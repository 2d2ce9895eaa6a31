//! Field presentation adapter.
//!
//! [`present`] turns a field's props (value, error, touched flag, focus and
//! decoration) into a [`FieldRender`] description. It is a pure function of
//! its input: it never validates, it only decides what is shown. In
//! particular the error line exists only when the field is touched *and* an
//! error was supplied.
//!
//! # Example
//!
//! ```rust
//! use air_fryer_form::ui::field::{present, Decoration, FieldProps, InputKind};
//!
//! let props = FieldProps {
//!     id: "priceGuess",
//!     label: "Guess the Air Fryer's Cost",
//!     value: "",
//!     error: Some("Please enter a valid price"),
//!     touched: false,
//!     focused: true,
//!     decoration: Decoration {
//!         prefix: Some("$"),
//!         placeholder: Some("0.00"),
//!         ..Decoration::new(InputKind::Decimal)
//!     },
//! };
//!
//! let render = present(&props);
//! assert!(render.error.is_none());
//! assert!(render.input.placeholder);
//! assert_eq!(render.input.text, "0.00");
//! ```

/// Glyph drawn for each character of a password input.
pub const MASK_GLYPH: char = '•';

/// Input box width used when a field sets no maximum length.
pub const DEFAULT_INPUT_WIDTH: usize = 32;

/// The kind of input control, mirroring HTML input types.
#[derive(Debug, Clone, Copy, PartialEq, Eq)]
pub enum InputKind {
    Text,
    Tel,
    Email,
    Decimal,
    /// Value is drawn as [`MASK_GLYPH`]s.
    Password,
}

/// Trailing control drawn after the input.
#[derive(Debug, Clone, Copy, PartialEq, Eq)]
pub enum Suffix {
    /// PIN show/hide button; `showing` is the current visibility.
    PinToggle { showing: bool, focused: bool },
}

/// Presentation options for a field.
#[derive(Debug, Clone, PartialEq, Eq)]
pub struct Decoration {
    pub kind: InputKind,
    pub placeholder: Option<&'static str>,
    pub max_length: Option<usize>,
    pub prefix: Option<&'static str>,
    pub suffix: Option<Suffix>,
}

impl Decoration {
    /// A bare decoration of the given kind.
    #[must_use]
    pub const fn new(kind: InputKind) -> Self {
        Self {
            kind,
            placeholder: None,
            max_length: None,
            prefix: None,
            suffix: None,
        }
    }
}

/// Everything [`present`] needs to describe one field.
#[derive(Debug, Clone, PartialEq, Eq)]
pub struct FieldProps<'a> {
    pub id: &'a str,
    pub label: &'a str,
    pub value: &'a str,
    pub error: Option<&'a str>,
    pub touched: bool,
    pub focused: bool,
    pub decoration: Decoration,
}

/// The input line of a rendered field.
#[derive(Debug, Clone, PartialEq, Eq)]
pub struct InputLine {
    /// Text to draw: the (possibly masked) value, or the placeholder.
    pub text: String,
    /// Whether `text` is the placeholder rather than a value.
    pub placeholder: bool,
    /// Whether `text` is masked.
    pub masked: bool,
    /// Width of the input box in cells.
    pub width: usize,
}

/// Rendered suffix control.
#[derive(Debug, Clone, PartialEq, Eq)]
pub struct SuffixRender {
    pub label: String,
    pub focused: bool,
}

/// Render description of one field.
#[derive(Debug, Clone, PartialEq, Eq)]
pub struct FieldRender {
    pub id: String,
    pub label: String,
    pub input: InputLine,
    pub prefix: Option<String>,
    pub suffix: Option<SuffixRender>,
    /// Error line; present only when touched and an error exists.
    pub error: Option<String>,
    /// Same condition as `error`; drives the invalid styling.
    pub invalid: bool,
    pub focused: bool,
}

/// Describes how a field should be drawn.
#[must_use]
pub fn present(props: &FieldProps<'_>) -> FieldRender {
    let decoration = &props.decoration;
    let masked = decoration.kind == InputKind::Password;

    let placeholder_len = decoration.placeholder.map_or(0, |p| p.chars().count());
    let width = decoration
        .max_length
        .unwrap_or(DEFAULT_INPUT_WIDTH)
        .max(placeholder_len);

    let (text, placeholder) = if props.value.is_empty() {
        (decoration.placeholder.unwrap_or_default().to_string(), decoration.placeholder.is_some())
    } else if masked {
        (MASK_GLYPH.to_string().repeat(props.value.chars().count()), false)
    } else {
        (props.value.to_string(), false)
    };

    let error = props
        .error
        .filter(|_| props.touched)
        .map(ToString::to_string);

    FieldRender {
        id: props.id.to_string(),
        label: props.label.to_string(),
        input: InputLine {
            text: tail(&text, width),
            placeholder,
            masked: masked && !placeholder,
            width,
        },
        prefix: decoration.prefix.map(ToString::to_string),
        suffix: decoration.suffix.map(|suffix| match suffix {
            Suffix::PinToggle { showing, focused } => SuffixRender {
                label: if showing { "Hide" } else { "Show" }.to_string(),
                focused,
            },
        }),
        invalid: error.is_some(),
        error,
        focused: props.focused,
    }
}

/// Keeps the last `width` characters so the end being typed stays visible.
fn tail(text: &str, width: usize) -> String {
    let len = text.chars().count();
    text.chars().skip(len.saturating_sub(width)).collect()
}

---

EXERCISE REQUIREMENTS — Note every line of the entries in which "false" appears, and copy it down.

THE COMPLETED TASK —
//!     touched: false,
        (MASK_GLYPH.to_string().repeat(props.value.chars().count()), false)
        (props.value.to_string(), false)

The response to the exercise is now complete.